__The task__:
Search the entries below for "format". Report each line where it occurs.

__Source data__:
BEGIN
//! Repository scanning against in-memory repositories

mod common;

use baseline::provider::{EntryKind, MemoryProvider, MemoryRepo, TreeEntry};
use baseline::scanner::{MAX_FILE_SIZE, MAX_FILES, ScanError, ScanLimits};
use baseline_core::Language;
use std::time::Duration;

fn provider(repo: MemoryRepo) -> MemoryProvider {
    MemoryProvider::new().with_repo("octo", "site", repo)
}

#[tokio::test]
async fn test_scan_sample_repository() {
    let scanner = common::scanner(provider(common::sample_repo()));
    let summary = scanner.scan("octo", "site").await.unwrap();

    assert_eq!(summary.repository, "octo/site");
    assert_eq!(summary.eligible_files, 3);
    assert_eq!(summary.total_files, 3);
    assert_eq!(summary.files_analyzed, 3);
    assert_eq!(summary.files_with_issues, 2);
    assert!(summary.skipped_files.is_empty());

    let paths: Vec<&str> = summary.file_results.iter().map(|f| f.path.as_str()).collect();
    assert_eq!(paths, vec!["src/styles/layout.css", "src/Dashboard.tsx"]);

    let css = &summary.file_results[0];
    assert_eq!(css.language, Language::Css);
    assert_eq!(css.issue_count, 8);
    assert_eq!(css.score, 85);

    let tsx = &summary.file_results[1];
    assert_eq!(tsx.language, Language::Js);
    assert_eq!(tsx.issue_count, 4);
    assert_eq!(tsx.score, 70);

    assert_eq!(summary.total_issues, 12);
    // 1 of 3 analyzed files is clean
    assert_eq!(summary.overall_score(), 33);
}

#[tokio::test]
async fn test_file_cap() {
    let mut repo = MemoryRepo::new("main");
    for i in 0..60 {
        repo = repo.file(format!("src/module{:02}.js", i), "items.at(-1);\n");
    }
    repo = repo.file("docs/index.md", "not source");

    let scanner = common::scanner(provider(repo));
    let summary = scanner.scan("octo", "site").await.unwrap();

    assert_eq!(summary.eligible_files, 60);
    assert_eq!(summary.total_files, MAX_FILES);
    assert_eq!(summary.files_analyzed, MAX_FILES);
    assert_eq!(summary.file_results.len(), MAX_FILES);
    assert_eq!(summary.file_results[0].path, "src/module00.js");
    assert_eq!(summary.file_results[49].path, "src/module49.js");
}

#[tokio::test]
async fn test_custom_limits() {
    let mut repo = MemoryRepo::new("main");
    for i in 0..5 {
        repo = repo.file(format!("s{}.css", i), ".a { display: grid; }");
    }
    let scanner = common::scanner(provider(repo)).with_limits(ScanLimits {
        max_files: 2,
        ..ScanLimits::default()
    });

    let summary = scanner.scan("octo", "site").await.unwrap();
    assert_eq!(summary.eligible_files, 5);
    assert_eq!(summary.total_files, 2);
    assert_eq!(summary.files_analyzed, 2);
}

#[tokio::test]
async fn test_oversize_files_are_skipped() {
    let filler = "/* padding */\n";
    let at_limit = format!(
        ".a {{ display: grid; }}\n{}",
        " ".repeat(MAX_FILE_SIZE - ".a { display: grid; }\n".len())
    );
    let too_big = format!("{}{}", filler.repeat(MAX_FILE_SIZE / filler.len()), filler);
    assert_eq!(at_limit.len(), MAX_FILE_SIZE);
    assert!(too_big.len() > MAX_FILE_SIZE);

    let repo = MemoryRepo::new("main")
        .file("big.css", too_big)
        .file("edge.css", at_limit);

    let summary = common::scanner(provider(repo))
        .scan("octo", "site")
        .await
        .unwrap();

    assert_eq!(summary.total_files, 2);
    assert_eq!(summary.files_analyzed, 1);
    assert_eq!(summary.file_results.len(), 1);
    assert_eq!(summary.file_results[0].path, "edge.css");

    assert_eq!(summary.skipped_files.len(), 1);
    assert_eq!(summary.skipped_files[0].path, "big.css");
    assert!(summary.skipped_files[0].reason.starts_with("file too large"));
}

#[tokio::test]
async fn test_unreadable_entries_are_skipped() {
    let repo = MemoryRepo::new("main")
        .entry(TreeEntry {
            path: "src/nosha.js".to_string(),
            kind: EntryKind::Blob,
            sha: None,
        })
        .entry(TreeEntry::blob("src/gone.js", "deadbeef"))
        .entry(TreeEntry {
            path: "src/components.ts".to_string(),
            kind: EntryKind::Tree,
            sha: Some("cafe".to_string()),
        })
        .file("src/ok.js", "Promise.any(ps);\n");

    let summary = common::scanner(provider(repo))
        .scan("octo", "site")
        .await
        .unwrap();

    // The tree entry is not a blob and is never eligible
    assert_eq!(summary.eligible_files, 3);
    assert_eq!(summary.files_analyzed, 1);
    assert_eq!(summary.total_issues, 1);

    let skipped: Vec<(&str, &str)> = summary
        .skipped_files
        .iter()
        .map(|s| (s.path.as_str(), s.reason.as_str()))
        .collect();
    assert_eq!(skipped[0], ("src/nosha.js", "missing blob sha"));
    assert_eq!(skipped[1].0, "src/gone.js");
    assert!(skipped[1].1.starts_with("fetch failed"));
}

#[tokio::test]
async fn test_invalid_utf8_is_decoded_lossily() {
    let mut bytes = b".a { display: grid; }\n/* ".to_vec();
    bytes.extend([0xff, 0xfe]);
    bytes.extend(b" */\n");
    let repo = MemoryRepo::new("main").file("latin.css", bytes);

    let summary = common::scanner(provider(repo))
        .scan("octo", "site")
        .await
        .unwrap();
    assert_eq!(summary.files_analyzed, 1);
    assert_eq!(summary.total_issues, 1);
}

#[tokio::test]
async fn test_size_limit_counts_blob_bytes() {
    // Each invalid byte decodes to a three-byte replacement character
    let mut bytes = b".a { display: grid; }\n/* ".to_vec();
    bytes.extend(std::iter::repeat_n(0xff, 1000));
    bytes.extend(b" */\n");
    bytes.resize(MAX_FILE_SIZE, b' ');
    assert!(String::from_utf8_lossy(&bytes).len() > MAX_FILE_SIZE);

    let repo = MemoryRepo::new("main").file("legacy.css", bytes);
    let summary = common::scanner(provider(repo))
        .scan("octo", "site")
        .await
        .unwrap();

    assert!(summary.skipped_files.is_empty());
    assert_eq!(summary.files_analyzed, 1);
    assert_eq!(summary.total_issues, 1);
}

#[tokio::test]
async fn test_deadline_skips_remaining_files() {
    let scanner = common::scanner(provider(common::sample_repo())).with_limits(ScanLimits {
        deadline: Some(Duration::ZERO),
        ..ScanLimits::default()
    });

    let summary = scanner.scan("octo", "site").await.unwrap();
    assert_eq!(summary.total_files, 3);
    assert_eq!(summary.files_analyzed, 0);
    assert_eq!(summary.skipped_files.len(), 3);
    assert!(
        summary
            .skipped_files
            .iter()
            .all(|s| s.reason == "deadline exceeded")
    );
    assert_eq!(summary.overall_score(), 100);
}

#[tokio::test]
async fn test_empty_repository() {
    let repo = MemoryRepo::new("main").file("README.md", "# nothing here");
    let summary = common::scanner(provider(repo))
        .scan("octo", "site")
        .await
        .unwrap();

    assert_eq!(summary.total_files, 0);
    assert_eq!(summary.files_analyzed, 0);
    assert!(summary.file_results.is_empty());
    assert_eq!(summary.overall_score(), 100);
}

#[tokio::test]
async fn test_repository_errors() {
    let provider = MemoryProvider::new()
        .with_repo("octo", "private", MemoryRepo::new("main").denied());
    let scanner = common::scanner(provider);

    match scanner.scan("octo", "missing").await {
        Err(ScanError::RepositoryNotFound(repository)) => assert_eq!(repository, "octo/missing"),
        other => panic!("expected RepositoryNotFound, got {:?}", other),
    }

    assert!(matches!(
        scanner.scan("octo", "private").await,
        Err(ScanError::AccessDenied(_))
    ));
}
END
__Reply to the task__:
        repo = repo.file(format!("src/module{:02}.js", i), "items.at(-1);\n");
        repo = repo.file(format!("s{}.css", i), ".a { display: grid; }");
    let at_limit = format!(
    let too_big = format!("{}{}", filler.repeat(MAX_FILE_SIZE / filler.len()), filler);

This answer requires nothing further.